▶ Problem details:
When you spot the word "OnceLock" in a line of the data below, copy that line.

▶ Available data:
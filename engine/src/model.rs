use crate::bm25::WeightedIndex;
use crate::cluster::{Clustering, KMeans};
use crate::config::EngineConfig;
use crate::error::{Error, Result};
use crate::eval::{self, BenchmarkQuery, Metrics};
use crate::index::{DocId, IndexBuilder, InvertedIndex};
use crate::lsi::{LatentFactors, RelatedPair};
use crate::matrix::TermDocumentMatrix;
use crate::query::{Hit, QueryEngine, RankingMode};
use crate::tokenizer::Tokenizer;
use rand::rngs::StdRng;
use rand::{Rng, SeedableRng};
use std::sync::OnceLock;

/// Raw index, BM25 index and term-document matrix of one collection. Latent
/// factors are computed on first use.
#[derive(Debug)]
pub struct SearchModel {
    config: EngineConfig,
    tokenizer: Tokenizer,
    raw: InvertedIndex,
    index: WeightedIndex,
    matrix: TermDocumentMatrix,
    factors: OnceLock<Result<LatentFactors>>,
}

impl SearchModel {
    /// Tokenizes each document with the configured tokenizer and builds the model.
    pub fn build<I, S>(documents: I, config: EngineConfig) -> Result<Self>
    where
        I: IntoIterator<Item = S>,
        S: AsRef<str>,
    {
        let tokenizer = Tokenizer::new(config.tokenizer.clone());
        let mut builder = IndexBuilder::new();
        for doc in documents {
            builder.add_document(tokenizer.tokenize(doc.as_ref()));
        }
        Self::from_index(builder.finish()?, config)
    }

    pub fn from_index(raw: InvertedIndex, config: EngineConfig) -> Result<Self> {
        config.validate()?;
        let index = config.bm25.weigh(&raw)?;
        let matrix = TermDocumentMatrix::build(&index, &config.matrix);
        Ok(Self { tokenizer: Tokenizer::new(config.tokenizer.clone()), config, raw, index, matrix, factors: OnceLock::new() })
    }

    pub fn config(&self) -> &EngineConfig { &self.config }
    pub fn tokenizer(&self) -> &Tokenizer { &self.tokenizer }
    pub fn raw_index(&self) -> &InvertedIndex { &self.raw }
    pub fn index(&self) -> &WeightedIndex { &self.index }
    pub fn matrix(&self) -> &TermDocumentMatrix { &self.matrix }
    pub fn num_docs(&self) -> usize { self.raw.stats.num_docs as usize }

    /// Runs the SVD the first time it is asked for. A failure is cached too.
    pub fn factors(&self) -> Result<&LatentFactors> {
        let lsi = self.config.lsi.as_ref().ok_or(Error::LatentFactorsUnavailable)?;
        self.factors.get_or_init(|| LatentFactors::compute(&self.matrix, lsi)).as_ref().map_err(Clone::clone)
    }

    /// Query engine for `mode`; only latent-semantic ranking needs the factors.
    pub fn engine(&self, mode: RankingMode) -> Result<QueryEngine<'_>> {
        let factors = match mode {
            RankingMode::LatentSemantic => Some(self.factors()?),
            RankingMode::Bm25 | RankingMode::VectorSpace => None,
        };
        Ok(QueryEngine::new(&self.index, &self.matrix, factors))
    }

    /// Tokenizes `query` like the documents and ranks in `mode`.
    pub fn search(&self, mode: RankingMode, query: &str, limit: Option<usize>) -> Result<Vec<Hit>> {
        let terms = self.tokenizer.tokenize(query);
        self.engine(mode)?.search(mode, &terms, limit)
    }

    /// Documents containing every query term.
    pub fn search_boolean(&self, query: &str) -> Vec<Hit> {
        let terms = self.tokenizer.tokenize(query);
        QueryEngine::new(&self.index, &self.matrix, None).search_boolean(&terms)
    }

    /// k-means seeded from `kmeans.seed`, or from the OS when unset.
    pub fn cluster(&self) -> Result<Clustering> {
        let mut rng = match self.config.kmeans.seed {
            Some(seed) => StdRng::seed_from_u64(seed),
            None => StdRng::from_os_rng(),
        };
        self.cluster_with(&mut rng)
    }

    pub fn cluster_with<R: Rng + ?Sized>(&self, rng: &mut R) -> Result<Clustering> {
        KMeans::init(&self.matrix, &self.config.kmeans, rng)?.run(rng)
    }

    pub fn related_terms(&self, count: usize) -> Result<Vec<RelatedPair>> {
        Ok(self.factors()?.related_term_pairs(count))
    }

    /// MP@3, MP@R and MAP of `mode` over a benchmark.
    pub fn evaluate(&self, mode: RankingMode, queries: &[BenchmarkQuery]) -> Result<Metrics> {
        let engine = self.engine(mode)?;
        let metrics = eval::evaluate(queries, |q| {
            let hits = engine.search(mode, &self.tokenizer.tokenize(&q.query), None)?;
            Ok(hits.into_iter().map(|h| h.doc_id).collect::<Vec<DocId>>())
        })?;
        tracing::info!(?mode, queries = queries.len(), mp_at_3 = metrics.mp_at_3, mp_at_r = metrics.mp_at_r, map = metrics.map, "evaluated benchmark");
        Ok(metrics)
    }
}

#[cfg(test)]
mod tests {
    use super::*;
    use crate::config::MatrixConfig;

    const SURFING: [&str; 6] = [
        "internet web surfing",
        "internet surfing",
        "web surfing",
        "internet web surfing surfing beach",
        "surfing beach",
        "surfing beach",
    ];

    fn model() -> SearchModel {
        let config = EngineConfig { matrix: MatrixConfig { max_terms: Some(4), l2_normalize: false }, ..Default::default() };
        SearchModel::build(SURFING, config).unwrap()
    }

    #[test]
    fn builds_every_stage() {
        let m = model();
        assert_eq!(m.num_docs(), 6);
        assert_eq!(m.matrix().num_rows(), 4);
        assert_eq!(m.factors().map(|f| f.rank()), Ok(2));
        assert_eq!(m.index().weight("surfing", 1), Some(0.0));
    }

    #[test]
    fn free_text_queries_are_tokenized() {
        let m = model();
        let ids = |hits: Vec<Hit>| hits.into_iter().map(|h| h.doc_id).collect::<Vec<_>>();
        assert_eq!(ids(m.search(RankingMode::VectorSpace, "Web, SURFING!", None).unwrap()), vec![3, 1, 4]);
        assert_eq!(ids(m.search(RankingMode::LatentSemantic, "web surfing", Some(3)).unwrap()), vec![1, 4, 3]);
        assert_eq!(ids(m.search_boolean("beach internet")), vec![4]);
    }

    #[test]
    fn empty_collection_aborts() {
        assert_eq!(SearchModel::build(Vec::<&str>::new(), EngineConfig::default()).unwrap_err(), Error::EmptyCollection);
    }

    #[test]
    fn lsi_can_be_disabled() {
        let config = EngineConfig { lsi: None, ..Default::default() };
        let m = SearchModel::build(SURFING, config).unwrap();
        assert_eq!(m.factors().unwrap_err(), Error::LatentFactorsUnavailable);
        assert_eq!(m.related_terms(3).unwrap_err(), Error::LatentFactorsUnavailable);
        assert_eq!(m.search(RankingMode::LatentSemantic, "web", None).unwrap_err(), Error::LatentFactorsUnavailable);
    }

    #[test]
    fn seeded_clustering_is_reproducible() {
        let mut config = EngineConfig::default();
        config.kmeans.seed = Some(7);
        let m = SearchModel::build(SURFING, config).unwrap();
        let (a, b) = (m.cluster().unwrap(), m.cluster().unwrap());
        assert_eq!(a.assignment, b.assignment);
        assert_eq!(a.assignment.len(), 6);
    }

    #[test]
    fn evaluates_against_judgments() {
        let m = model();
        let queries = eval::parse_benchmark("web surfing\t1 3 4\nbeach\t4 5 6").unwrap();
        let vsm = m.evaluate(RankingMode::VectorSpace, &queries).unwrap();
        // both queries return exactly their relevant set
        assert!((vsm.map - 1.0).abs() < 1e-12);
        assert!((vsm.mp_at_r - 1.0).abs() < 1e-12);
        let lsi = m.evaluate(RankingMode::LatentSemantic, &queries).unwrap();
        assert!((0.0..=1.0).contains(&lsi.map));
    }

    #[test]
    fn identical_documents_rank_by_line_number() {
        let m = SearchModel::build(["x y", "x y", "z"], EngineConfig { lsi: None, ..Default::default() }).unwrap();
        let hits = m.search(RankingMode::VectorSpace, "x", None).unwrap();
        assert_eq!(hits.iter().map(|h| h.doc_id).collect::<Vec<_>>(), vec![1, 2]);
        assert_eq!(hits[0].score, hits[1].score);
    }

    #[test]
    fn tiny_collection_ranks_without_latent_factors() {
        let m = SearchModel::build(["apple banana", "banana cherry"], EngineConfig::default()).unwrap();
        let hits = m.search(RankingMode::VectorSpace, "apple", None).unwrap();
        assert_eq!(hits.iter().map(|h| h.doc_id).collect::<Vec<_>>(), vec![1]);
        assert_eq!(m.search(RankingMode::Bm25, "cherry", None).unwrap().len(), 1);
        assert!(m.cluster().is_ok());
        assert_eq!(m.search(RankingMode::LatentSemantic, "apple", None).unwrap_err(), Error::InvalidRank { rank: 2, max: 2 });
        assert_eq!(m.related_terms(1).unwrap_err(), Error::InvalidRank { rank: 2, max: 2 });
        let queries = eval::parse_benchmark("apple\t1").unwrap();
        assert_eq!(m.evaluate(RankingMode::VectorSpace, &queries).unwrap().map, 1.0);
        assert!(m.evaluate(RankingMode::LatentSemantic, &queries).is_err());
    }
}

▶ Written response:
use std::sync::OnceLock;
    factors: OnceLock<Result<LatentFactors>>,
        Ok(Self { tokenizer: Tokenizer::new(config.tokenizer.clone()), config, raw, index, matrix, factors: OnceLock::new() })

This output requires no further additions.